Extracted information START

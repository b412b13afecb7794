//! Script opcode values and names.
//!
//! Byte values for every opcode of the eCash script language, plus
//! helpers to name opcodes, parse ASM tokens and handle the small-integer
//! opcodes `OP_0` and `OP_1`..`OP_16`.

/// Push an empty byte vector.
pub const OP_0: u8 = 0x00;
/// Alias of `OP_0`.
pub const OP_FALSE: u8 = OP_0;
/// First direct-push opcode: push the next byte.
pub const OP_DATA_1: u8 = 0x01;
/// Direct push of 20 bytes (hash160 payloads).
pub const OP_DATA_20: u8 = 0x14;
/// Direct push of 33 bytes (compressed public keys).
pub const OP_DATA_33: u8 = 0x21;
/// Direct push of 65 bytes (uncompressed public keys).
pub const OP_DATA_65: u8 = 0x41;
/// Last direct-push opcode: push the next 75 bytes.
pub const OP_DATA_75: u8 = 0x4b;
/// Next byte holds the push length.
pub const OP_PUSHDATA1: u8 = 0x4c;
/// Next two bytes (LE) hold the push length.
pub const OP_PUSHDATA2: u8 = 0x4d;
/// Next four bytes (LE) hold the push length.
pub const OP_PUSHDATA4: u8 = 0x4e;
pub const OP_1NEGATE: u8 = 0x4f;
pub const OP_RESERVED: u8 = 0x50;
pub const OP_1: u8 = 0x51;
/// Alias of `OP_1`.
pub const OP_TRUE: u8 = OP_1;
pub const OP_2: u8 = 0x52;
pub const OP_3: u8 = 0x53;
pub const OP_4: u8 = 0x54;
pub const OP_5: u8 = 0x55;
pub const OP_6: u8 = 0x56;
pub const OP_7: u8 = 0x57;
pub const OP_8: u8 = 0x58;
pub const OP_9: u8 = 0x59;
pub const OP_10: u8 = 0x5a;
pub const OP_11: u8 = 0x5b;
pub const OP_12: u8 = 0x5c;
pub const OP_13: u8 = 0x5d;
pub const OP_14: u8 = 0x5e;
pub const OP_15: u8 = 0x5f;
pub const OP_16: u8 = 0x60;
pub const OP_NOP: u8 = 0x61;
pub const OP_VER: u8 = 0x62;
pub const OP_IF: u8 = 0x63;
pub const OP_NOTIF: u8 = 0x64;
pub const OP_VERIF: u8 = 0x65;
pub const OP_VERNOTIF: u8 = 0x66;
pub const OP_ELSE: u8 = 0x67;
pub const OP_ENDIF: u8 = 0x68;
pub const OP_VERIFY: u8 = 0x69;
pub const OP_RETURN: u8 = 0x6a;
pub const OP_TOALTSTACK: u8 = 0x6b;
pub const OP_FROMALTSTACK: u8 = 0x6c;
pub const OP_2DROP: u8 = 0x6d;
pub const OP_2DUP: u8 = 0x6e;
pub const OP_3DUP: u8 = 0x6f;
pub const OP_2OVER: u8 = 0x70;
pub const OP_2ROT: u8 = 0x71;
pub const OP_2SWAP: u8 = 0x72;
pub const OP_IFDUP: u8 = 0x73;
pub const OP_DEPTH: u8 = 0x74;
pub const OP_DROP: u8 = 0x75;
pub const OP_DUP: u8 = 0x76;
pub const OP_NIP: u8 = 0x77;
pub const OP_OVER: u8 = 0x78;
pub const OP_PICK: u8 = 0x79;
pub const OP_ROLL: u8 = 0x7a;
pub const OP_ROT: u8 = 0x7b;
pub const OP_SWAP: u8 = 0x7c;
pub const OP_TUCK: u8 = 0x7d;
pub const OP_CAT: u8 = 0x7e;
pub const OP_SPLIT: u8 = 0x7f;
pub const OP_NUM2BIN: u8 = 0x80;
pub const OP_BIN2NUM: u8 = 0x81;
pub const OP_SIZE: u8 = 0x82;
pub const OP_INVERT: u8 = 0x83;
pub const OP_AND: u8 = 0x84;
pub const OP_OR: u8 = 0x85;
pub const OP_XOR: u8 = 0x86;
pub const OP_EQUAL: u8 = 0x87;
pub const OP_EQUALVERIFY: u8 = 0x88;
pub const OP_RESERVED1: u8 = 0x89;
pub const OP_RESERVED2: u8 = 0x8a;
pub const OP_1ADD: u8 = 0x8b;
pub const OP_1SUB: u8 = 0x8c;
pub const OP_2MUL: u8 = 0x8d;
pub const OP_2DIV: u8 = 0x8e;
pub const OP_NEGATE: u8 = 0x8f;
pub const OP_ABS: u8 = 0x90;
pub const OP_NOT: u8 = 0x91;
pub const OP_0NOTEQUAL: u8 = 0x92;
pub const OP_ADD: u8 = 0x93;
pub const OP_SUB: u8 = 0x94;
pub const OP_MUL: u8 = 0x95;
pub const OP_DIV: u8 = 0x96;
pub const OP_MOD: u8 = 0x97;
pub const OP_LSHIFT: u8 = 0x98;
pub const OP_RSHIFT: u8 = 0x99;
pub const OP_BOOLAND: u8 = 0x9a;
pub const OP_BOOLOR: u8 = 0x9b;
pub const OP_NUMEQUAL: u8 = 0x9c;
pub const OP_NUMEQUALVERIFY: u8 = 0x9d;
pub const OP_NUMNOTEQUAL: u8 = 0x9e;
pub const OP_LESSTHAN: u8 = 0x9f;
pub const OP_GREATERTHAN: u8 = 0xa0;
pub const OP_LESSTHANOREQUAL: u8 = 0xa1;
pub const OP_GREATERTHANOREQUAL: u8 = 0xa2;
pub const OP_MIN: u8 = 0xa3;
pub const OP_MAX: u8 = 0xa4;
pub const OP_WITHIN: u8 = 0xa5;
pub const OP_RIPEMD160: u8 = 0xa6;
pub const OP_SHA1: u8 = 0xa7;
pub const OP_SHA256: u8 = 0xa8;
pub const OP_HASH160: u8 = 0xa9;
pub const OP_HASH256: u8 = 0xaa;
pub const OP_CODESEPARATOR: u8 = 0xab;
pub const OP_CHECKSIG: u8 = 0xac;
pub const OP_CHECKSIGVERIFY: u8 = 0xad;
pub const OP_CHECKMULTISIG: u8 = 0xae;
pub const OP_CHECKMULTISIGVERIFY: u8 = 0xaf;
pub const OP_NOP1: u8 = 0xb0;
pub const OP_CHECKLOCKTIMEVERIFY: u8 = 0xb1;
pub const OP_CHECKSEQUENCEVERIFY: u8 = 0xb2;
pub const OP_NOP4: u8 = 0xb3;
pub const OP_NOP5: u8 = 0xb4;
pub const OP_NOP6: u8 = 0xb5;
pub const OP_NOP7: u8 = 0xb6;
pub const OP_NOP8: u8 = 0xb7;
pub const OP_NOP9: u8 = 0xb8;
pub const OP_NOP10: u8 = 0xb9;
pub const OP_CHECKDATASIG: u8 = 0xba;
pub const OP_CHECKDATASIGVERIFY: u8 = 0xbb;
pub const OP_REVERSEBYTES: u8 = 0xbc;
pub const OP_INVALIDOPCODE: u8 = 0xff;

/// Return the canonical name of an opcode.
///
/// Direct pushes are named `OP_DATA_<n>`; unassigned bytes are `OP_UNKNOWN`.
pub fn opcode_to_string(op: u8) -> &'static str {
    match op {
        OP_0 => "OP_0",
        0x01 => "OP_DATA_1",
        0x02 => "OP_DATA_2",
        0x03 => "OP_DATA_3",
        0x04 => "OP_DATA_4",
        0x05 => "OP_DATA_5",
        0x06 => "OP_DATA_6",
        0x07 => "OP_DATA_7",
        0x08 => "OP_DATA_8",
        0x09 => "OP_DATA_9",
        0x0a => "OP_DATA_10",
        0x0b => "OP_DATA_11",
        0x0c => "OP_DATA_12",
        0x0d => "OP_DATA_13",
        0x0e => "OP_DATA_14",
        0x0f => "OP_DATA_15",
        0x10 => "OP_DATA_16",
        0x11 => "OP_DATA_17",
        0x12 => "OP_DATA_18",
        0x13 => "OP_DATA_19",
        0x14 => "OP_DATA_20",
        0x15 => "OP_DATA_21",
        0x16 => "OP_DATA_22",
        0x17 => "OP_DATA_23",
        0x18 => "OP_DATA_24",
        0x19 => "OP_DATA_25",
        0x1a => "OP_DATA_26",
        0x1b => "OP_DATA_27",
        0x1c => "OP_DATA_28",
        0x1d => "OP_DATA_29",
        0x1e => "OP_DATA_30",
        0x1f => "OP_DATA_31",
        0x20 => "OP_DATA_32",
        0x21 => "OP_DATA_33",
        0x22 => "OP_DATA_34",
        0x23 => "OP_DATA_35",
        0x24 => "OP_DATA_36",
        0x25 => "OP_DATA_37",
        0x26 => "OP_DATA_38",
        0x27 => "OP_DATA_39",
        0x28 => "OP_DATA_40",
        0x29 => "OP_DATA_41",
        0x2a => "OP_DATA_42",
        0x2b => "OP_DATA_43",
        0x2c => "OP_DATA_44",
        0x2d => "OP_DATA_45",
        0x2e => "OP_DATA_46",
        0x2f => "OP_DATA_47",
        0x30 => "OP_DATA_48",
        0x31 => "OP_DATA_49",
        0x32 => "OP_DATA_50",
        0x33 => "OP_DATA_51",
        0x34 => "OP_DATA_52",
        0x35 => "OP_DATA_53",
        0x36 => "OP_DATA_54",
        0x37 => "OP_DATA_55",
        0x38 => "OP_DATA_56",
        0x39 => "OP_DATA_57",
        0x3a => "OP_DATA_58",
        0x3b => "OP_DATA_59",
        0x3c => "OP_DATA_60",
        0x3d => "OP_DATA_61",
        0x3e => "OP_DATA_62",
        0x3f => "OP_DATA_63",
        0x40 => "OP_DATA_64",
        0x41 => "OP_DATA_65",
        0x42 => "OP_DATA_66",
        0x43 => "OP_DATA_67",
        0x44 => "OP_DATA_68",
        0x45 => "OP_DATA_69",
        0x46 => "OP_DATA_70",
        0x47 => "OP_DATA_71",
        0x48 => "OP_DATA_72",
        0x49 => "OP_DATA_73",
        0x4a => "OP_DATA_74",
        0x4b => "OP_DATA_75",
        OP_PUSHDATA1 => "OP_PUSHDATA1",
        OP_PUSHDATA2 => "OP_PUSHDATA2",
        OP_PUSHDATA4 => "OP_PUSHDATA4",
        OP_1NEGATE => "OP_1NEGATE",
        OP_RESERVED => "OP_RESERVED",
        OP_1 => "OP_1",
        OP_2 => "OP_2",
        OP_3 => "OP_3",
        OP_4 => "OP_4",
        OP_5 => "OP_5",
        OP_6 => "OP_6",
        OP_7 => "OP_7",
        OP_8 => "OP_8",
        OP_9 => "OP_9",
        OP_10 => "OP_10",
        OP_11 => "OP_11",
        OP_12 => "OP_12",
        OP_13 => "OP_13",
        OP_14 => "OP_14",
        OP_15 => "OP_15",
        OP_16 => "OP_16",
        OP_NOP => "OP_NOP",
        OP_VER => "OP_VER",
        OP_IF => "OP_IF",
        OP_NOTIF => "OP_NOTIF",
        OP_VERIF => "OP_VERIF",
        OP_VERNOTIF => "OP_VERNOTIF",
        OP_ELSE => "OP_ELSE",
        OP_ENDIF => "OP_ENDIF",
        OP_VERIFY => "OP_VERIFY",
        OP_RETURN => "OP_RETURN",
        OP_TOALTSTACK => "OP_TOALTSTACK",
        OP_FROMALTSTACK => "OP_FROMALTSTACK",
        OP_2DROP => "OP_2DROP",
        OP_2DUP => "OP_2DUP",
        OP_3DUP => "OP_3DUP",
        OP_2OVER => "OP_2OVER",
        OP_2ROT => "OP_2ROT",
        OP_2SWAP => "OP_2SWAP",
        OP_IFDUP => "OP_IFDUP",
        OP_DEPTH => "OP_DEPTH",
        OP_DROP => "OP_DROP",
        OP_DUP => "OP_DUP",
        OP_NIP => "OP_NIP",
        OP_OVER => "OP_OVER",
        OP_PICK => "OP_PICK",
        OP_ROLL => "OP_ROLL",
        OP_ROT => "OP_ROT",
        OP_SWAP => "OP_SWAP",
        OP_TUCK => "OP_TUCK",
        OP_CAT => "OP_CAT",
        OP_SPLIT => "OP_SPLIT",
        OP_NUM2BIN => "OP_NUM2BIN",
        OP_BIN2NUM => "OP_BIN2NUM",
        OP_SIZE => "OP_SIZE",
        OP_INVERT => "OP_INVERT",
        OP_AND => "OP_AND",
        OP_OR => "OP_OR",
        OP_XOR => "OP_XOR",
        OP_EQUAL => "OP_EQUAL",
        OP_EQUALVERIFY => "OP_EQUALVERIFY",
        OP_RESERVED1 => "OP_RESERVED1",
        OP_RESERVED2 => "OP_RESERVED2",
        OP_1ADD => "OP_1ADD",
        OP_1SUB => "OP_1SUB",
        OP_2MUL => "OP_2MUL",
        OP_2DIV => "OP_2DIV",
        OP_NEGATE => "OP_NEGATE",
        OP_ABS => "OP_ABS",
        OP_NOT => "OP_NOT",
        OP_0NOTEQUAL => "OP_0NOTEQUAL",
        OP_ADD => "OP_ADD",
        OP_SUB => "OP_SUB",
        OP_MUL => "OP_MUL",
        OP_DIV => "OP_DIV",
        OP_MOD => "OP_MOD",
        OP_LSHIFT => "OP_LSHIFT",
        OP_RSHIFT => "OP_RSHIFT",
        OP_BOOLAND => "OP_BOOLAND",
        OP_BOOLOR => "OP_BOOLOR",
        OP_NUMEQUAL => "OP_NUMEQUAL",
        OP_NUMEQUALVERIFY => "OP_NUMEQUALVERIFY",
        OP_NUMNOTEQUAL => "OP_NUMNOTEQUAL",
        OP_LESSTHAN => "OP_LESSTHAN",
        OP_GREATERTHAN => "OP_GREATERTHAN",
        OP_LESSTHANOREQUAL => "OP_LESSTHANOREQUAL",
        OP_GREATERTHANOREQUAL => "OP_GREATERTHANOREQUAL",
        OP_MIN => "OP_MIN",
        OP_MAX => "OP_MAX",
        OP_WITHIN => "OP_WITHIN",
        OP_RIPEMD160 => "OP_RIPEMD160",
        OP_SHA1 => "OP_SHA1",
        OP_SHA256 => "OP_SHA256",
        OP_HASH160 => "OP_HASH160",
        OP_HASH256 => "OP_HASH256",
        OP_CODESEPARATOR => "OP_CODESEPARATOR",
        OP_CHECKSIG => "OP_CHECKSIG",
        OP_CHECKSIGVERIFY => "OP_CHECKSIGVERIFY",
        OP_CHECKMULTISIG => "OP_CHECKMULTISIG",
        OP_CHECKMULTISIGVERIFY => "OP_CHECKMULTISIGVERIFY",
        OP_NOP1 => "OP_NOP1",
        OP_CHECKLOCKTIMEVERIFY => "OP_CHECKLOCKTIMEVERIFY",
        OP_CHECKSEQUENCEVERIFY => "OP_CHECKSEQUENCEVERIFY",
        OP_NOP4 => "OP_NOP4",
        OP_NOP5 => "OP_NOP5",
        OP_NOP6 => "OP_NOP6",
        OP_NOP7 => "OP_NOP7",
        OP_NOP8 => "OP_NOP8",
        OP_NOP9 => "OP_NOP9",
        OP_NOP10 => "OP_NOP10",
        OP_CHECKDATASIG => "OP_CHECKDATASIG",
        OP_CHECKDATASIGVERIFY => "OP_CHECKDATASIGVERIFY",
        OP_REVERSEBYTES => "OP_REVERSEBYTES",
        OP_INVALIDOPCODE => "OP_INVALIDOPCODE",
        _ => "OP_UNKNOWN",
    }
}

/// Parse an ASM opcode token such as `OP_DUP` or `OP_CHECKSIG`.
///
/// Direct-push and PUSHDATA names are not accepted, since those carry data
/// that an ASM token alone cannot express. `OP_FALSE` and `OP_TRUE` are
/// accepted as aliases.
pub fn string_to_opcode(token: &str) -> Option<u8> {
    match token {
        "OP_FALSE" => return Some(OP_FALSE),
        "OP_TRUE" => return Some(OP_TRUE),
        _ => {}
    }
    if !token.starts_with("OP_") || token.starts_with("OP_DATA_") || token.starts_with("OP_PUSHDATA") {
        return None;
    }
    (0..=u8::MAX).find(|&op| {
        !(OP_DATA_1..=OP_PUSHDATA4).contains(&op) && opcode_to_string(op) == token
    })
}

/// Whether `op` is `OP_0` or one of `OP_1`..`OP_16`.
pub fn is_small_int_op(op: u8) -> bool {
    op == OP_0 || (OP_1..=OP_16).contains(&op)
}

/// Decode a small-integer opcode to its value (`OP_0` is 0, `OP_N` is N).
pub fn decode_op_n(op: u8) -> Option<u8> {
    match op {
        OP_0 => Some(0),
        OP_1..=OP_16 => Some(op - (OP_1 - 1)),
        _ => None,
    }
}

/// Encode a value in `0..=16` as its small-integer opcode.
pub fn encode_op_n(n: u8) -> Option<u8> {
    match n {
        0 => Some(OP_0),
        1..=16 => Some(OP_1 + n - 1),
        _ => None,
    }
}

#[cfg(test)]
mod tests {
    use super::*;

    #[test]
    fn test_opcode_names_roundtrip() {
        for op in [OP_DUP, OP_HASH160, OP_EQUALVERIFY, OP_CHECKSIG, OP_CHECKMULTISIG, OP_16, OP_RETURN] {
            assert_eq!(string_to_opcode(opcode_to_string(op)), Some(op));
        }
        assert_eq!(string_to_opcode("OP_FALSE"), Some(OP_0));
        assert_eq!(string_to_opcode("OP_DATA_20"), None);
        assert_eq!(string_to_opcode("OP_PUSHDATA1"), None);
        assert_eq!(string_to_opcode("deadbeef"), None);
        assert_eq!(opcode_to_string(0x14), "OP_DATA_20");
        assert_eq!(opcode_to_string(0xd0), "OP_UNKNOWN");
    }

    #[test]
    fn test_small_int_ops() {
        assert_eq!(decode_op_n(OP_0), Some(0));
        assert_eq!(decode_op_n(OP_1), Some(1));
        assert_eq!(decode_op_n(OP_16), Some(16));
        assert_eq!(decode_op_n(OP_1NEGATE), None);
        for n in 0..=16 {
            assert_eq!(encode_op_n(n).and_then(decode_op_n), Some(n));
        }
        assert_eq!(encode_op_n(17), None);
        assert!(is_small_int_op(OP_3));
        assert!(!is_small_int_op(OP_DATA_1));
    }
}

Extracted information END

Exercise objective:
Retype exactly, and only, the lines above from the one where "pub const OP_RESERVED: u8 = 0x50;" occurs up to and including the one where "pub const OP_2DROP: u8 = 0x6d;" occurs.

Solution below:
pub const OP_RESERVED: u8 = 0x50;
pub const OP_1: u8 = 0x51;
/// Alias of `OP_1`.
pub const OP_TRUE: u8 = OP_1;
pub const OP_2: u8 = 0x52;
pub const OP_3: u8 = 0x53;
pub const OP_4: u8 = 0x54;
pub const OP_5: u8 = 0x55;
pub const OP_6: u8 = 0x56;
pub const OP_7: u8 = 0x57;
pub const OP_8: u8 = 0x58;
pub const OP_9: u8 = 0x59;
pub const OP_10: u8 = 0x5a;
pub const OP_11: u8 = 0x5b;
pub const OP_12: u8 = 0x5c;
pub const OP_13: u8 = 0x5d;
pub const OP_14: u8 = 0x5e;
pub const OP_15: u8 = 0x5f;
pub const OP_16: u8 = 0x60;
pub const OP_NOP: u8 = 0x61;
pub const OP_VER: u8 = 0x62;
pub const OP_IF: u8 = 0x63;
pub const OP_NOTIF: u8 = 0x64;
pub const OP_VERIF: u8 = 0x65;
pub const OP_VERNOTIF: u8 = 0x66;
pub const OP_ELSE: u8 = 0x67;
pub const OP_ENDIF: u8 = 0x68;
pub const OP_VERIFY: u8 = 0x69;
pub const OP_RETURN: u8 = 0x6a;
pub const OP_TOALTSTACK: u8 = 0x6b;
pub const OP_FROMALTSTACK: u8 = 0x6c;
pub const OP_2DROP: u8 = 0x6d;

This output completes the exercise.